‘Necessary’ Slowdown Doesn’t Mean Massive Job Losses, Goldman Says

Last week, Bill Dudley said the Fed should stop “sugarcoating” the message.

He meant that Jerome Powell would do better to tell the public an unvarnished version of the truth: The Fed needs to tighten policy enough to push up the unemployment rate and slow the economy in order to short circuit any wage-price spiral and lean against demand-pull inflation.

Dudley also said rates may need to be 4%, 5% or even 6% eventually. “Whatever it takes,” so to speak.

In essence, Dudley suggested a slowdown is necessary, a sentiment his former employer (Goldman, not the Fed) echoed in a new note cutting the bank’s annual GDP forecasts for the US economy.

The 16-page rationale served as an update to research released last month and discussed briefly here. It also built on a note published Saturday, when Spencer Hill warned on “consumer caution” in the course of trimming Q2 estimates.

Read more: Goldman Cuts US GDP Forecast. Cites Consumer Slowdown

To briefly recap, Goldman defines the “jobs-workers gap” as the difference between the total number of jobs (measured by employed workers plus job openings) and the number of workers (the labor force). On that measure, the US labor market is the tightest in at least 70 years.

The bank suggested that in order to bring wage growth down to levels consistent with 2-handle inflation in 2023 and 2024, the Fed needed to narrow the jobs-workers gap by 2.5 million, which would require policy to slow GDP growth by another 75bps to 1-1.5% for a year by generating an incremental 75bps of tightening in the bank’s financial conditions index.

Those estimates vary in accordance with the actual, realized tightening in financial conditions and the evolution of the data. In the bank’s latest assessment, Joseph Briggs said financial conditions needed to tighten by between 50-100bps in order to generate a slowdown of between 0.5% and 1%, which “would likely be enough to lower job openings, narrow the jobs-workers gap, and bring wage and price inflation back to more normal levels.”

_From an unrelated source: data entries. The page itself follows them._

impl PhyEngine {
    /// Engine at SCAN.
    pub fn new(timing: PhyTiming) -> Self {
        Self {
            state: PhyState::Scan,
            phy: None,
            timing,
        }
    }

    /// Current state.
    pub fn state(&self) -> PhyState {
        self.state
    }

    /// PHY found by the last scan.
    pub fn phy(&self) -> Option<PhyId> {
        self.phy
    }

    /// Probe the management bus for a PHY.
    ///
    /// Addresses 1..=31 are tried before 0: some PHYs also answer on 0 as
    /// a broadcast address, so 0 is only adopted when nothing else responds.
    pub fn scan<R: RegisterInterface + ?Sized>(&mut self, bus: &MiiBus<'_, R>) -> Option<PhyId> {
        self.state = PhyState::Scan;
        self.phy = scan_order().find_map(|addr| {
            let id1 = bus.read(addr, regs::MII_PHYSID1).ok().filter(|v| *v != 0xFFFF)?;
            let id2 = bus.read(addr, regs::MII_PHYSID2).ok().filter(|v| *v != 0xFFFF)?;
            Some(PhyId {
                addr,
                oui: decode_oui(id1, id2),
            })
        });

        match self.phy {
            Some(id) => log::info!("forcedeth: PHY at address {}, OUI {:#06x}", id.addr, id.oui),
            None => log::warn!("forcedeth: no PHY found"),
        }
        self.phy
    }

    /// Run RESET through APPLIED and program the adapter.
    ///
    /// `link` is the rate currently programmed; it is only rewritten (and
    /// the adapter only reprogrammed) when speed or duplex changes.
    pub fn negotiate<R: RegisterInterface + ?Sized>(
        &mut self,
        bus: &MiiBus<'_, R>,
        link: &mut LinkState,
    ) -> LinkOutcome {
        let regs = bus.regs();

        let Some(phy) = self.phy else {
            self.state = PhyState::Applied;
            apply_link(regs, link, (LinkSpeed::Speed10, Duplex::Half));
            link.phy_address = None;
            link.phy_oui = 0;
            return LinkOutcome::NoPhy(*link);
        };
        link.phy_address = Some(phy.addr);
        link.phy_oui = phy.oui;

        let mode = InterfaceMode::from_register(regs.read32(regs::PHY_INTERFACE));
        if let Err(e) = self.bring_up(bus, phy, mode) {
            log::warn!("forcedeth: PHY bring-up failed: {}", e);
            self.state = PhyState::Applied;
            apply_link(regs, link, (LinkSpeed::Speed10, Duplex::Half));
            return LinkOutcome::Degraded(*link, DegradedReason::Phy(e));
        }

        self.state = PhyState::AutonegWait;
        let status = wait_autoneg(&self.timing.autoneg, regs, || {
            bus.read(phy.addr, regs::MII_BMSR)
        });

        self.state = PhyState::Resolve;
        let (resolved, reason) = if !status.link_up() {
            log::warn!("forcedeth: no link detected, falling back to 10/half");
            ((LinkSpeed::Speed10, Duplex::Half), Some(DegradedReason::NoLink))
        } else if !status.aneg_complete() {
            log::warn!("forcedeth: autonegotiation incomplete, falling back to 10/half");
            (
                (LinkSpeed::Speed10, Duplex::Half),
                Some(DegradedReason::AutonegIncomplete),
            )
        } else {
            match self.read_abilities(bus, phy) {
                Ok((adv, lpa)) if adv & lpa & regs::ADVERTISE_ALL == 0 => {
                    log::warn!("forcedeth: bad ability {:#06x}, falling back to 10/half", adv & lpa);
                    (
                        (LinkSpeed::Speed10, Duplex::Half),
                        Some(DegradedReason::NoCommonAbility),
                    )
                }
                Ok((adv, lpa)) => (resolve_link(adv, lpa, true, true), None),
                Err(e) => (
                    (LinkSpeed::Speed10, Duplex::Half),
                    Some(DegradedReason::Phy(e.into())),
                ),
            }
        };

        self.state = PhyState::Applied;
        apply_link(regs, link, resolved);

        match reason {
            None => {
                log::info!("forcedeth: link up, {}", link);
                LinkOutcome::Up(*link)
            }
            Some(reason) => LinkOutcome::Degraded(*link, reason),
        }
    }

    /// RESET and ADVERTISE.
    fn bring_up<R: RegisterInterface + ?Sized>(
        &mut self,
        bus: &MiiBus<'_, R>,
        phy: PhyId,
        mode: InterfaceMode,
    ) -> Result<(), PhyError> {
        self.state = PhyState::Reset;
        self.reset(bus, phy.addr)?;

        self.state = PhyState::Advertise;
        bus.modify(
            phy.addr,
            regs::MII_ADVERTISE,
            0,
            regs::ADVERTISE_ALL | regs::ADVERTISE_PAUSE_CAP | regs::ADVERTISE_PAUSE_ASYM,
        )?;

        for patch in quirks_for(phy.oui, mode) {
            log::debug!(
                "forcedeth: PHY quirk reg {:#04x} clear {:#06x} set {:#06x}",
                patch.reg,
                patch.clear,
                patch.set
            );
            bus.modify(phy.addr, patch.reg, patch.clear, patch.set)?;
        }

        bus.modify(
            phy.addr,
            regs::MII_BMCR,
            0,
            regs::BMCR_ANENABLE | regs::BMCR_ANRESTART,
        )?;
        Ok(())
    }

    fn reset<R: RegisterInterface + ?Sized>(&self, bus: &MiiBus<'_, R>, addr: u8) -> Result<(), PhyError> {
        bus.modify(addr, regs::MII_BMCR, 0, regs::BMCR_RESET)?;
        bus.regs().delay_us(self.timing.reset_settle_us);

        self.timing
            .reset_poll
            .poll(bus.regs(), |_| match bus.read(addr, regs::MII_BMCR) {
                Ok(bmcr) if bmcr & regs::BMCR_RESET == 0 => Some(()),
                _ => None,
            })
            .map_err(|_| PhyError::ResetTimeout)
    }

    fn read_abilities<R: RegisterInterface + ?Sized>(
        &self,
        bus: &MiiBus<'_, R>,
        phy: PhyId,
    ) -> Result<(u16, u16), MiiError> {
        let adv = bus.read(phy.addr, regs::MII_ADVERTISE)?;
        let lpa = bus.read(phy.addr, regs::MII_LPA)?;
        log::debug!("forcedeth: PHY advertises {:#06x}, partner {:#06x}", adv, lpa);
        Ok((adv, lpa))
    }
}
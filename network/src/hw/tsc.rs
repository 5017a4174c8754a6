//! TSC (Time Stamp Counter) access.
//!
//! Requires an invariant TSC; the boot environment calibrates its frequency
//! once and hands it to [`MmioRegisters`](super::MmioRegisters).

/// Read TSC (non-serializing).
#[cfg(target_arch = "x86_64")]
#[inline]
pub fn read_tsc() -> u64 {
    unsafe { core::arch::x86_64::_rdtsc() }
}

/// Stub for non-x86_64 targets.
#[cfg(not(target_arch = "x86_64"))]
#[inline]
pub fn read_tsc() -> u64 {
    0
}

/// Spin for `us` microseconds given a calibrated tick rate.
///
/// With `ticks_per_us == 0` (uncalibrated, or no TSC) this degrades to a
/// fixed spin count per microsecond.
pub fn spin_delay_us(us: u32, ticks_per_us: u64) {
    if ticks_per_us == 0 {
        for _ in 0..(us as u64) * 100 {
            core::hint::spin_loop();
        }
        return;
    }

    let start = read_tsc();
    let ticks = (us as u64) * ticks_per_us;
    while read_tsc().wrapping_sub(start) < ticks {
        core::hint::spin_loop();
    }
}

The figure (above) illustrates the five-step process Goldman says the Fed needs to complete.

The good news is, financial conditions now reflect enough tightening to “restore balance to the labor market and cool the economy, Briggs wrote.

The bad new is, that tightening impulse needs to “stick,” as it were, which implies a Fed that generally delivers on what’s priced by markets. That, in turn, means growth forecasts need to come down.

And so, Goldman cut forecasts. Growth will be +2.5%, +2.25%, and +1.5% in 2022Q2-Q4 and +1.25%, +1.5%, +1.5% and +1.75% in 2023Q1-Q4, respectively. The implication is that the US economy will grow 2.4% on an annual basis and 1.25% on a Q4/Q4 basis this year, down from the bank’s previous estimates of 2.6% and 1.6%. Next year, annual growth will be just 1.6%.

As the figure (above) shows, Goldman is now meaningfully below consensus.

As discussed at some length here late last month, we’re asking something very difficult of the Fed: They need to reduce job openings while avoiding a large increase in the unemployment rate. Put differently, the Fed’s task is to create just enough drag to squeeze out superfluous job openings while avoiding any actual job losses. As Jan Hatzius put it, “The key to a soft landing is to generate a slowdown large enough to persuade firms to shelve some of their expansion plans, but not large enough to trigger sharp cuts in current output and employment.”

Unfortunately, history suggests declines in the rate of job openings concurrent with increases in unemployment are basically synonymous with recessions.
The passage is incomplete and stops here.